[PATCH] D8943: Calculate vectorization factor using the narrowest type instead of widest type

Tue Oct 13 14:48:08 PDT 2015

congh added a comment.

In http://reviews.llvm.org/D8943#260101, @spatel wrote:

> F909822: vecfactor - perf.csv <http://reviews.llvm.org/F909822>
>
> I applied this patch on top of r248957 and ran the benchmarking subset of test-suite on an AMD Jaguar 1.5 GHz + Ubuntu 14.04 test system. The baseline is -O3 -march=btver2 while the comparison run added -mllvm -vectorizer-maximize-bandwidth (data attached).
>
> I see very little performance difference on any test: almost everything is +/- 2% which is within the noise for most tests.
>
> Cong, I would be interested to know if you saw any large diffs on these tests on your test system or if the bigger wins/losses all occurred on the non-benchmarking tests in test-suite?

Thank you for the performance test! I think there may be two reasons that why we could not observe big performance difference in llvm test suite:

1. There is no hotspot that includes a loop with types of different sizes (this is what this patch is optimizing).
2. There are some problems with the cost model in llvm. Even we can choose a larger VF, the cost model shows that the larger VF has the larger cost. I will deal with this issue later.

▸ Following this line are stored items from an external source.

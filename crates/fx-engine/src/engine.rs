//! Engine contract
//!
//! An `Engine` is a stateful processor owned by exactly one rack slot.
//! `prepare` is the only allocation site; `process`, `reset` and
//! `apply_parameters` are wait-free and allocation-free and never fail.
//!
//! Most engines are written as a [`StereoKernel`] (per-frame DSP plus a
//! control-rate update hook) and wrapped in a [`KernelEngine`] that owns the
//! parameter bank, the control-block schedule and the dry/wet blend.

use std::sync::Arc;

use fx_core::{ParameterMap, Sample, blend, split_channels};
use fx_dsp::convolution::IrExchange;

use crate::params::ParamBank;
use crate::registry::EngineId;

/// Sub-block at which coefficient-driven parameters are re-evaluated
pub const CONTROL_BLOCK: usize = 32;

/// Uniform processing interface for every effect
pub trait Engine: Send {
    /// Stable identifier
    fn id(&self) -> EngineId;

    /// Display name
    fn name(&self) -> &'static str {
        self.id().info().name
    }

    /// Allocate buffers for `(sample_rate, max_block)` and reset state.
    /// Idempotent.
    fn prepare(&mut self, sample_rate: f64, max_block: usize);

    /// Clear filter states, delay lines and envelopes without deallocating
    fn reset(&mut self);

    /// Retarget parameters from a sparse normalized map
    fn apply_parameters(&mut self, params: &ParameterMap);

    /// Process a block in place; channels beyond the second are left untouched
    fn process(&mut self, block: &mut [&mut [Sample]]);

    fn parameter_count(&self) -> usize {
        self.id().info().params.len()
    }

    fn parameter_name(&self, index: usize) -> Option<&'static str> {
        self.id().info().params.get(index).map(|p| p.name)
    }

    /// Samples after the last non-silent input until output is below −120 dB
    fn tail_samples(&self) -> usize;

    /// Processing delay of the wet path
    fn latency_samples(&self) -> usize {
        0
    }

    /// Handle for off-thread impulse-response loading
    fn impulse_response_port(&self) -> Option<Arc<IrExchange>> {
        None
    }
}

// ============ Kernel Engines ============

/// Per-frame DSP core of an engine
pub trait StereoKernel: Send + Sized {
    const ID: EngineId;

    /// Allocate for a stream configuration
    fn new(sample_rate: f64, max_block: usize) -> Self;

    /// Recompute coefficients once per control block
    fn control(&mut self, params: &ParamBank);

    /// Process one frame, returning the wet signal
    fn tick(&mut self, params: &ParamBank, left: f64, right: f64) -> (f64, f64);

    fn reset(&mut self);

    fn tail_samples(&self, params: &ParamBank) -> usize;

    fn latency(&self) -> usize {
        0
    }

    fn ir_port(&self) -> Option<Arc<IrExchange>> {
        None
    }
}

/// [`Engine`] adapter that drives a [`StereoKernel`]
pub struct KernelEngine<K: StereoKernel> {
    kernel: K,
    params: ParamBank,
    mix_index: Option<usize>,
    sample_rate: f64,
    max_block: usize,
}

impl<K: StereoKernel> KernelEngine<K> {
    pub fn new(sample_rate: f64, max_block: usize) -> Self {
        let info = K::ID.info();
        let mut params = ParamBank::new(info.params);
        params.prepare(sample_rate);
        let mut engine = Self {
            kernel: K::new(sample_rate, max_block),
            params,
            mix_index: info.mix_index,
            sample_rate,
            max_block,
        };
        engine.kernel.control(&engine.params);
        engine
    }

    pub fn kernel(&self) -> &K {
        &self.kernel
    }

    pub fn params(&self) -> &ParamBank {
        &self.params
    }
}

impl<K: StereoKernel> Engine for KernelEngine<K> {
    fn id(&self) -> EngineId {
        K::ID
    }

    fn prepare(&mut self, sample_rate: f64, max_block: usize) {
        if sample_rate != self.sample_rate || max_block != self.max_block {
            self.kernel = K::new(sample_rate, max_block);
            self.sample_rate = sample_rate;
            self.max_block = max_block;
        } else {
            self.kernel.reset();
        }
        self.params.prepare(sample_rate);
        self.kernel.control(&self.params);
    }

    fn reset(&mut self) {
        self.params.reset();
        self.kernel.reset();
        self.kernel.control(&self.params);
    }

    fn apply_parameters(&mut self, params: &ParameterMap) {
        self.params.apply(params);
    }

    fn process(&mut self, block: &mut [&mut [Sample]]) {
        let Some((left, mut right)) = split_channels(block) else {
            return;
        };
        self.params.begin_block();
        let frames = left.len();
        let mut start = 0;
        while start < frames {
            let end = (start + CONTROL_BLOCK).min(frames);
            self.params.control(end - start);
            self.kernel.control(&self.params);
            for i in start..end {
                self.params.tick();
                let dry_l = left[i];
                let dry_r = right.as_deref().map_or(dry_l, |r| r[i]);
                let (wet_l, wet_r) = self.kernel.tick(&self.params, dry_l as f64, dry_r as f64);
                let mix = self.mix_index.map_or(1.0, |m| self.params.value(m));
                left[i] = blend(dry_l, wet_l as Sample, mix);
                if let Some(r) = right.as_deref_mut() {
                    r[i] = blend(dry_r, wet_r as Sample, mix);
                }
            }
            start = end;
        }
    }

    fn tail_samples(&self) -> usize {
        self.kernel.tail_samples(&self.params)
    }

    fn latency_samples(&self) -> usize {
        self.kernel.latency()
    }

    fn impulse_response_port(&self) -> Option<Arc<IrExchange>> {
        self.kernel.ir_port()
    }
}

/// Seconds to samples, rounded up
#[inline]
pub fn seconds_to_samples(seconds: f64, sample_rate: f64) -> usize {
    (seconds.max(0.0) * sample_rate).ceil() as usize
}

/// Samples for a feedback loop of `loop_samples` with gain `feedback` to fall by `db`
pub fn feedback_tail(loop_samples: f64, feedback: f64, db: f64) -> usize {
    let g = feedback.abs().clamp(0.0, 0.9999);
    if g < 1e-6 {
        return loop_samples.ceil() as usize;
    }
    let repeats = (db / 20.0 * std::f64::consts::LN_10) / -g.ln();
    (loop_samples * (repeats.ceil() + 1.0)).ceil() as usize
}

#[cfg(test)]
mod tests {
    use super::*;

    #[test]
    fn test_feedback_tail() {
        // 0.5 per pass: 120 dB needs 20 passes
        let tail = feedback_tail(100.0, 0.5, 120.0);
        assert!((2000..=2200).contains(&tail), "{tail}");
        assert_eq!(feedback_tail(100.0, 0.0, 120.0), 100);
    }
}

I don't have a test in my codebase that benefits from this patch, but it is quite easy to synthesize one:

const int N = 1024 * 32;
int a[N];
char b[N];

int main() {

  for (int i = 0; i < N; ++i) {
    for (int i = 0; i < N; ++i) {
      a[i]++;
      b[i]++;
    }
  }

}

For the code shown above, the original running time is ~0.35s and with this patch the running time is reduced to ~0.228s.

http://reviews.llvm.org/D8943